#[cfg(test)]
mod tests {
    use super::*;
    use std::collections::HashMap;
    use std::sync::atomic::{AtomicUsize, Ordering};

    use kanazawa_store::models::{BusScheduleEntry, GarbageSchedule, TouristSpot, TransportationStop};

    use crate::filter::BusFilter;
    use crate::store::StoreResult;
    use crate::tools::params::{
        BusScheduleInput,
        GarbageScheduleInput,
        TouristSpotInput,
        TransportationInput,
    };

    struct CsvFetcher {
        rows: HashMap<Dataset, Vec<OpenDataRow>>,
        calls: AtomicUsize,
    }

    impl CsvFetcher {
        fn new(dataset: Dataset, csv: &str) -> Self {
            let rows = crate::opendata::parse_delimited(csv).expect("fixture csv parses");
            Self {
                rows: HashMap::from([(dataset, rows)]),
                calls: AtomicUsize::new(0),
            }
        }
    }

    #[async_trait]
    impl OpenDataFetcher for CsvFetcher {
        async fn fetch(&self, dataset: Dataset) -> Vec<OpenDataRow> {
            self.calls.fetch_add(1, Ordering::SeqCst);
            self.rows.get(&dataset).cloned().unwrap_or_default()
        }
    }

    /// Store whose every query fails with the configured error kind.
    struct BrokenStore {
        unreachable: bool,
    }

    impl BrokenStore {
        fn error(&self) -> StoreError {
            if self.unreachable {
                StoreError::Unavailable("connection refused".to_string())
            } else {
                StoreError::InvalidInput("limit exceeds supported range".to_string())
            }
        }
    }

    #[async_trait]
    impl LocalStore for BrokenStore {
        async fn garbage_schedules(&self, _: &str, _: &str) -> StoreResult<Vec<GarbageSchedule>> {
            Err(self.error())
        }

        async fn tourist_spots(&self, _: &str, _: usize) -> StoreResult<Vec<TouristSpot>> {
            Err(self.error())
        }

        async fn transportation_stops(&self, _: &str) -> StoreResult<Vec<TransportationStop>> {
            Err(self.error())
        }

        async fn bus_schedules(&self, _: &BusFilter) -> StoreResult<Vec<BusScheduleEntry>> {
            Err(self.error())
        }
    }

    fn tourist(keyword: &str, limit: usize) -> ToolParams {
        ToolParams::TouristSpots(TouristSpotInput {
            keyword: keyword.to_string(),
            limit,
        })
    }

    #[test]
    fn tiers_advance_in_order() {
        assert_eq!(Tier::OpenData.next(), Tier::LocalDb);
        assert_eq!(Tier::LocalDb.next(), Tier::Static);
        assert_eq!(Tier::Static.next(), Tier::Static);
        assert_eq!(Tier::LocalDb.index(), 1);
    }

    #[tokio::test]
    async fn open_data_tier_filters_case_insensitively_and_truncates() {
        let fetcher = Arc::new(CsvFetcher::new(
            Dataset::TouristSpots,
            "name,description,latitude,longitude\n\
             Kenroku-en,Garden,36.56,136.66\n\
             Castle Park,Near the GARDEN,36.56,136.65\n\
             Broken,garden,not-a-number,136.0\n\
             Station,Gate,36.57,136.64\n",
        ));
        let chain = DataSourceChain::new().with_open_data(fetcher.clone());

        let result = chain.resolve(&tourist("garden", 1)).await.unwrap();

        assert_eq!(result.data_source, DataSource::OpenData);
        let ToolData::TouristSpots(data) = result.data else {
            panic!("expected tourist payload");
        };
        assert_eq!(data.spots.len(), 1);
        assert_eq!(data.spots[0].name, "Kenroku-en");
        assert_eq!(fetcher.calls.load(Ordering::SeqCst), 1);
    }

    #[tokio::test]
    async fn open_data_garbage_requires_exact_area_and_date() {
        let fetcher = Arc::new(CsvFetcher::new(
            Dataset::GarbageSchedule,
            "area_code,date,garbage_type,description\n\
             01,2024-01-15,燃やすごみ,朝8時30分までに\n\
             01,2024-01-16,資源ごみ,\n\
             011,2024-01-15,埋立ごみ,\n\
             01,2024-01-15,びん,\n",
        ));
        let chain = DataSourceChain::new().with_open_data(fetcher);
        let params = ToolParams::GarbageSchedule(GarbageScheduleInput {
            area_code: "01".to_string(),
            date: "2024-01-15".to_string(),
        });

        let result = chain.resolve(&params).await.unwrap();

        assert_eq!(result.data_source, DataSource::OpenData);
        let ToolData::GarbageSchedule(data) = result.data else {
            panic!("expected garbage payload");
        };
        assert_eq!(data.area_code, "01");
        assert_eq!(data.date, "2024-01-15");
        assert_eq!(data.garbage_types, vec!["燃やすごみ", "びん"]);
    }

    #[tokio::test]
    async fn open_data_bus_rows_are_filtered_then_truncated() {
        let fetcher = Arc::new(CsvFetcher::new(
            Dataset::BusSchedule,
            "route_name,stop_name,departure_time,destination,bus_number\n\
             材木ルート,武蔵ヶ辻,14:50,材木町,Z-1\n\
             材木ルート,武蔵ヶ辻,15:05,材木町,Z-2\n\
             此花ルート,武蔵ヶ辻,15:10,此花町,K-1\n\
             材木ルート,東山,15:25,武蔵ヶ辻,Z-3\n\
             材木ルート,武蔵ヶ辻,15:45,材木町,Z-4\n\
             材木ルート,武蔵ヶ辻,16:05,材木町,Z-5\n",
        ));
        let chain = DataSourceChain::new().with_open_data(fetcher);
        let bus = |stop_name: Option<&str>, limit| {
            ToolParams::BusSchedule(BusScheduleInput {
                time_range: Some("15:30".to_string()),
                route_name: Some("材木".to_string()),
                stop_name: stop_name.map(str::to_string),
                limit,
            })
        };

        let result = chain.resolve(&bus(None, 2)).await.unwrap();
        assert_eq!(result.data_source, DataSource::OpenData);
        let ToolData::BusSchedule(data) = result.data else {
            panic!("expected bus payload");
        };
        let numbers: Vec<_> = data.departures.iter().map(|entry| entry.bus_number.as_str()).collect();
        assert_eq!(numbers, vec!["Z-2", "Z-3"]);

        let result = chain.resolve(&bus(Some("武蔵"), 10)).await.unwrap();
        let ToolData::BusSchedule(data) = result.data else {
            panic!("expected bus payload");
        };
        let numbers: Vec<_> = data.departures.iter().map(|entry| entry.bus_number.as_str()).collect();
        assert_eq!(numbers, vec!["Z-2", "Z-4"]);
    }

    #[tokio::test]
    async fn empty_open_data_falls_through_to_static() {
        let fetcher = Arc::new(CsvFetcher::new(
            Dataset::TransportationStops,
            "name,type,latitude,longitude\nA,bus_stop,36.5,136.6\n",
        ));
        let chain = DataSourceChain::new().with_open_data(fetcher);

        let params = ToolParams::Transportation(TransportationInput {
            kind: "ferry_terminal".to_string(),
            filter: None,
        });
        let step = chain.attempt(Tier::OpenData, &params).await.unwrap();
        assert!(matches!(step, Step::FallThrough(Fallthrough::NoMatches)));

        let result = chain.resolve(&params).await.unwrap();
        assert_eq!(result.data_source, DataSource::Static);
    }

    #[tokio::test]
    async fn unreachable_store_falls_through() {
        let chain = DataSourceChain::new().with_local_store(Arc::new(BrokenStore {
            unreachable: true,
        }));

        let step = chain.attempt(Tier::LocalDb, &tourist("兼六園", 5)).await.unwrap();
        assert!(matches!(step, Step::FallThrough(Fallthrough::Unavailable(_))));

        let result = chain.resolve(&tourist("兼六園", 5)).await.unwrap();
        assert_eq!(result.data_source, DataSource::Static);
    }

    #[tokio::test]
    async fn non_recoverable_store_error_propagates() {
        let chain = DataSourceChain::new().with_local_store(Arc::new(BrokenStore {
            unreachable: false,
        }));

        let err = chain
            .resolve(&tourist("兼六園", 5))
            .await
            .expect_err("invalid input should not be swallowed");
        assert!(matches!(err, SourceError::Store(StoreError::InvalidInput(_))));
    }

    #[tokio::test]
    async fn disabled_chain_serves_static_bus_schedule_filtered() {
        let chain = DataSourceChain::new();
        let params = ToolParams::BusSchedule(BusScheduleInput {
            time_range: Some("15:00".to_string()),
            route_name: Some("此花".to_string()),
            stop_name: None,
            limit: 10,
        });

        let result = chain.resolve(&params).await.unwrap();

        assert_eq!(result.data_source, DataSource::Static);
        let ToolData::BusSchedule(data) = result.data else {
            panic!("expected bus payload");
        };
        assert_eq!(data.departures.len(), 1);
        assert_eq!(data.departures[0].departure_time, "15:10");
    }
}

> REQUIREMENT
Please show every line of the records that holds the word "latitude".

> RESULT FOR THIS EXERCISE
            "name,description,latitude,longitude\n\
            "name,type,latitude,longitude\nA,bus_stop,36.5,136.6\n",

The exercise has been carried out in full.